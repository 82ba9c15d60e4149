//! Bandwidth reporting shared by the monitor and the `pigeon` sampler
//!
//! The monitor parses the live output of `vnstat -l`:
//!
//! ```text
//!    rx:     1,52 Mbit/s   210 p/s          tx:   312,40 kbit/s   150 p/s
//! ```
//!
//! and writes the summed rate, in bits per second, to the side-channel file
//! as a plain decimal number.

use crate::error::{PetError, Result};
use std::path::Path;
use tokio::fs;

/// Convert a rate unit into its bits-per-second multiplier
pub fn unit_multiplier(unit: &str) -> Result<f64> {
    match unit {
        "bit/s" => Ok(1.0),
        "kbit/s" => Ok(1e3),
        "Mbit/s" => Ok(1e6),
        "gbit/s" | "Gbit/s" => Ok(1e9),
        other => Err(PetError::UnknownUnit(other.to_string())),
    }
}

/// Parse a decimal that may use `,` as separator
pub fn parse_decimal(value: &str) -> Option<f64> {
    value.trim().replace(',', ".").parse().ok()
}

/// Total rate (tx + rx) in bits per second
///
/// Output that is empty or carries no `rx` figure counts as zero.
pub fn parse_vnstat_line(output: &str) -> Result<f64> {
    if output.is_empty() || !output.contains("rx") {
        return Ok(0.0);
    }

    let tokens: Vec<&str> = output.split_whitespace().collect();
    let rx = rate_after(&tokens, "rx:")?;
    let tx = rate_after(&tokens, "tx:")?;
    Ok(tx + rx)
}

/// Rate given by the value and unit tokens following `marker`
fn rate_after(tokens: &[&str], marker: &str) -> Result<f64> {
    let position = tokens
        .iter()
        .rposition(|t| *t == marker)
        .ok_or_else(|| PetError::malformed("vnstat", format!("no '{}' field", marker)))?;

    let value = tokens
        .get(position + 1)
        .and_then(|v| parse_decimal(v))
        .ok_or_else(|| PetError::malformed("vnstat", format!("bad value after '{}'", marker)))?;
    let unit = tokens
        .get(position + 2)
        .ok_or_else(|| PetError::malformed("vnstat", format!("no unit after '{}'", marker)))?;

    Ok(value * unit_multiplier(unit)?)
}

/// Write the latest total to the side-channel file
pub async fn write_signal(path: &Path, bits_per_second: f64) -> Result<()> {
    fs::write(path, bits_per_second.to_string())
        .await
        .map_err(|source| PetError::SourceUnavailable {
            path: path.to_path_buf(),
            source,
        })
}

> _WHAT YOU HAVE TO DO_
Copy the records above exactly, leaving nothing out.

> _RESPONSE_
repository 82ba9c15d60e4149
//! Bandwidth reporting shared by the monitor and the `pigeon` sampler
//!
//! The monitor parses the live output of `vnstat -l`:
//!
//! ```text
//!    rx:     1,52 Mbit/s   210 p/s          tx:   312,40 kbit/s   150 p/s
//! ```
//!
//! and writes the summed rate, in bits per second, to the side-channel file
//! as a plain decimal number.

use crate::error::{PetError, Result};
use std::path::Path;
use tokio::fs;

/// Convert a rate unit into its bits-per-second multiplier
pub fn unit_multiplier(unit: &str) -> Result<f64> {
    match unit {
        "bit/s" => Ok(1.0),
        "kbit/s" => Ok(1e3),
        "Mbit/s" => Ok(1e6),
        "gbit/s" | "Gbit/s" => Ok(1e9),
        other => Err(PetError::UnknownUnit(other.to_string())),
    }
}

/// Parse a decimal that may use `,` as separator
pub fn parse_decimal(value: &str) -> Option<f64> {
    value.trim().replace(',', ".").parse().ok()
}

/// Total rate (tx + rx) in bits per second
///
/// Output that is empty or carries no `rx` figure counts as zero.
pub fn parse_vnstat_line(output: &str) -> Result<f64> {
    if output.is_empty() || !output.contains("rx") {
        return Ok(0.0);
    }

    let tokens: Vec<&str> = output.split_whitespace().collect();
    let rx = rate_after(&tokens, "rx:")?;
    let tx = rate_after(&tokens, "tx:")?;
    Ok(tx + rx)
}

/// Rate given by the value and unit tokens following `marker`
fn rate_after(tokens: &[&str], marker: &str) -> Result<f64> {
    let position = tokens
        .iter()
        .rposition(|t| *t == marker)
        .ok_or_else(|| PetError::malformed("vnstat", format!("no '{}' field", marker)))?;

    let value = tokens
        .get(position + 1)
        .and_then(|v| parse_decimal(v))
        .ok_or_else(|| PetError::malformed("vnstat", format!("bad value after '{}'", marker)))?;
    let unit = tokens
        .get(position + 2)
        .ok_or_else(|| PetError::malformed("vnstat", format!("no unit after '{}'", marker)))?;

    Ok(value * unit_multiplier(unit)?)
}

/// Write the latest total to the side-channel file
pub async fn write_signal(path: &Path, bits_per_second: f64) -> Result<()> {
    fs::write(path, bits_per_second.to_string())
        .await
        .map_err(|source| PetError::SourceUnavailable {
            path: path.to_path_buf(),
            source,
        })
}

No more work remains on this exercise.